* Data items
....

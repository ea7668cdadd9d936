//! Motion Sentry Library
//!
//! Continuous video archiving with motion-triggered recordings and
//! throttled operator notification.
//!
//! # Architecture
//!
//! A run splits work between a capture thread and a processing thread:
//!
//! ```text
//! capture → queue → detection → motion sessions → motion segments
//!                       ↓              ↓
//!                    archive      notification
//! ```
//!
//! # Design Principles
//!
//! - **Capture never blocks**: a full queue drops the newest frame
//! - **Frame time, not wall time**: durations and cooldowns use frame timestamps
//! - **Ordered shutdown**: queued frames are drained before writers close
//! - **Notifications never stop recording**: dispatch failures are logged and retried
//!
//! # Example
//!
//! ```no_run
//! use motion_sentry::{
//!     capture::SyntheticSource,
//!     config::MonitorConfig,
//!     notify::LogNotifier,
//!     pipeline::{Pipeline, PipelineConfig},
//!     recording::Y4mEncoderFactory,
//! };
//! use std::sync::Arc;
//!
//! let config = MonitorConfig::default();
//! let pipeline = Pipeline::new(
//!     PipelineConfig::from(&config),
//!     Arc::new(Y4mEncoderFactory),
//!     Box::new(LogNotifier),
//! )
//! .unwrap();
//!
//! let source = SyntheticSource::new(320, 240, 15)
//!     .with_motion(30..60)
//!     .with_limit(300);
//!
//! let report = pipeline.run(source).unwrap();
//! println!("{} motion sessions", report.processing.sessions_started);
//! ```

#![warn(missing_docs)]
#![warn(rust_2018_idioms)]
#![deny(unsafe_code)]

pub mod capture;
pub mod config;
pub mod detection;
pub mod metrics;
pub mod notify;
pub mod pipeline;
pub mod recording;
pub mod y4m;

// Re-export commonly used types at crate root
pub use capture::{open_source, Frame, FrameSource, SourceError, SyntheticSource, Y4mSource};
pub use config::{ConfigError, MonitorConfig};
pub use detection::{Detection, MotionDetector};
pub use notify::{build_notifier, DispatchError, NotificationThrottle, Notifier};
pub use pipeline::{Pipeline, PipelineConfig, PipelineError, PipelineReport, StopHandle};
pub use recording::{EncoderFactory, MotionSessionController, SegmentWriter, Y4mEncoderFactory};

/// Library version.
pub const VERSION: &str = env!("CARGO_PKG_VERSION");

....

* Task item
Complete, exact output of the records is expected.

* Reply
repository ea7668cdadd9d936
//! Motion Sentry Library
//!
//! Continuous video archiving with motion-triggered recordings and
//! throttled operator notification.
//!
//! # Architecture
//!
//! A run splits work between a capture thread and a processing thread:
//!
//! ```text
//! capture → queue → detection → motion sessions → motion segments
//!                       ↓              ↓
//!                    archive      notification
//! ```
//!
//! # Design Principles
//!
//! - **Capture never blocks**: a full queue drops the newest frame
//! - **Frame time, not wall time**: durations and cooldowns use frame timestamps
//! - **Ordered shutdown**: queued frames are drained before writers close
//! - **Notifications never stop recording**: dispatch failures are logged and retried
//!
//! # Example
//!
//! ```no_run
//! use motion_sentry::{
//!     capture::SyntheticSource,
//!     config::MonitorConfig,
//!     notify::LogNotifier,
//!     pipeline::{Pipeline, PipelineConfig},
//!     recording::Y4mEncoderFactory,
//! };
//! use std::sync::Arc;
//!
//! let config = MonitorConfig::default();
//! let pipeline = Pipeline::new(
//!     PipelineConfig::from(&config),
//!     Arc::new(Y4mEncoderFactory),
//!     Box::new(LogNotifier),
//! )
//! .unwrap();
//!
//! let source = SyntheticSource::new(320, 240, 15)
//!     .with_motion(30..60)
//!     .with_limit(300);
//!
//! let report = pipeline.run(source).unwrap();
//! println!("{} motion sessions", report.processing.sessions_started);
//! ```

#![warn(missing_docs)]
#![warn(rust_2018_idioms)]
#![deny(unsafe_code)]

pub mod capture;
pub mod config;
pub mod detection;
pub mod metrics;
pub mod notify;
pub mod pipeline;
pub mod recording;
pub mod y4m;

// Re-export commonly used types at crate root
pub use capture::{open_source, Frame, FrameSource, SourceError, SyntheticSource, Y4mSource};
pub use config::{ConfigError, MonitorConfig};
pub use detection::{Detection, MotionDetector};
pub use notify::{build_notifier, DispatchError, NotificationThrottle, Notifier};
pub use pipeline::{Pipeline, PipelineConfig, PipelineError, PipelineReport, StopHandle};
pub use recording::{EncoderFactory, MotionSessionController, SegmentWriter, Y4mEncoderFactory};

/// Library version.
pub const VERSION: &str = env!("CARGO_PKG_VERSION");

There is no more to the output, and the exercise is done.